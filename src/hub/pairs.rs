//! 配对同步
//!
//! 两个上游按位置对齐消费：位置 i 只有在两边都已到达、且时间键一致时才计算。
//! 对齐长度为 `min(len_a, len_b)`，较快的一侧只是暂时领先。

use std::any::Any;
use std::marker::PhantomData;

use super::node::{provider_cache, HubCore, Node, Slot};
use super::{trailing_slice, HubEvent, NodeId, PairIndicator};
use crate::series::{Series, SeriesCache};
use crate::{HubError, Result};

/// 配对公式看到的两个上游与自身已有输出
#[derive(Debug)]
pub struct PairWindow<'a, I, O> {
    a: &'a [I],
    b: &'a [I],
    outputs: &'a [O],
    offset: usize,
}

impl<'a, I, O> PairWindow<'a, I, O> {
    pub fn new(a: &'a [I], b: &'a [I], outputs: &'a [O], offset: usize) -> Self {
        Self { a, b, outputs, offset }
    }

    pub fn a(&self) -> &'a [I] {
        self.a
    }

    pub fn b(&self) -> &'a [I] {
        self.b
    }

    pub fn outputs(&self) -> &'a [O] {
        self.outputs
    }

    /// 位置 index 的两侧记录
    pub fn input(&self, index: usize) -> Result<(&'a I, &'a I)> {
        match (self.a.get(index), self.b.get(index)) {
            (Some(a), Some(b)) => Ok((a, b)),
            _ => Err(HubError::OutOfRange {
                index,
                len: self.a.len().min(self.b.len()),
            }),
        }
    }

    pub fn position(&self, index: usize) -> usize {
        self.offset + index
    }

    /// 两侧 `[index + 1 - periods, index]`
    pub fn trailing(&self, index: usize, periods: usize) -> Option<(&'a [I], &'a [I])> {
        let a = trailing_slice(self.a, self.offset, index, periods)?;
        let b = trailing_slice(self.b, self.offset, index, periods)?;
        Some((a, b))
    }
}

/// 位置 index 的时间键必须一致
pub(crate) fn check_aligned<I: Series>(a: &[I], b: &[I], index: usize) -> Result<()> {
    let (left, right) = match (a.get(index), b.get(index)) {
        (Some(left), Some(right)) => (left.timestamp(), right.timestamp()),
        _ => {
            return Err(HubError::OutOfRange {
                index,
                len: a.len().min(b.len()),
            })
        }
    };
    if left != right {
        return Err(HubError::Alignment { index, left, right });
    }
    Ok(())
}

/// 双上游公式节点
pub(crate) struct PairHub<I, F: PairIndicator<I>>
where
    I: Series,
{
    formula: F,
    providers: [NodeId; 2],
    core: HubCore<F::Output, F::State>,
    _input: PhantomData<fn(&I)>,
}

impl<I, F> PairHub<I, F>
where
    I: Series + Send + 'static,
    F: PairIndicator<I>,
{
    pub(crate) fn new(formula: F, a: NodeId, b: NodeId) -> Self {
        let core = HubCore::new(formula.name(), formula.lookback(), 0);
        Self {
            formula,
            providers: [a, b],
            core,
            _input: PhantomData,
        }
    }

    fn sync(&mut self, upstream: &[Slot], start: Option<usize>) -> Result<Vec<HubEvent>> {
        let a: &SeriesCache<I> = provider_cache(upstream, self.providers[0])?;
        let b: &SeriesCache<I> = provider_cache(upstream, self.providers[1])?;
        let target = a.len().min(b.len());
        let offset = a.offset();
        let formula = &self.formula;

        let step = |outputs: &[F::Output], prev: Option<&F::State>, index: usize| {
            check_aligned(a.as_slice(), b.as_slice(), index)?;
            let window = PairWindow::new(a.as_slice(), b.as_slice(), outputs, offset);
            formula.compute(&window, prev, index)
        };

        match start {
            Some(start) => self.core.resync(start, target, offset, step),
            None => self.core.rebuild_all(target, offset, step),
        }
    }
}

impl<I, F> Node for PairHub<I, F>
where
    I: Series + Send + 'static,
    F: PairIndicator<I>,
{
    fn name(&self) -> &str {
        &self.core.name
    }

    fn len(&self) -> usize {
        self.core.cache.len()
    }

    fn providers(&self) -> &[NodeId] {
        &self.providers
    }

    fn required_history(&self) -> usize {
        self.core.required_history()
    }

    fn check_retained(&self, start: usize) -> Result<()> {
        self.core.check_resync(start)
    }

    fn is_faulted(&self) -> bool {
        self.core.dirty_from().is_some()
    }

    fn reset_fault(&mut self) {
        self.core.clear_fault();
    }

    fn react(&mut self, upstream: &[Slot], start: usize) -> Result<Vec<HubEvent>> {
        self.sync(upstream, Some(start))
    }

    fn rebuild(&mut self, upstream: &[Slot]) -> Result<Vec<HubEvent>> {
        self.sync(upstream, None)
    }

    fn prune_front(&mut self, count: usize) -> usize {
        self.core.prune_front(count)
    }

    fn cache_any(&self) -> &dyn Any {
        &self.core.cache
    }

    fn as_any_mut(&mut self) -> &mut dyn Any {
        self
    }
}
* * * * * * * * *
What you are asked to do:
Check the listing above for "start". Show every line where it turns up.

Exercise solution:
    fn sync(&mut self, upstream: &[Slot], start: Option<usize>) -> Result<Vec<HubEvent>> {
        match start {
            Some(start) => self.core.resync(start, target, offset, step),
    fn check_retained(&self, start: usize) -> Result<()> {
        self.core.check_resync(start)
    fn react(&mut self, upstream: &[Slot], start: usize) -> Result<Vec<HubEvent>> {
        self.sync(upstream, Some(start))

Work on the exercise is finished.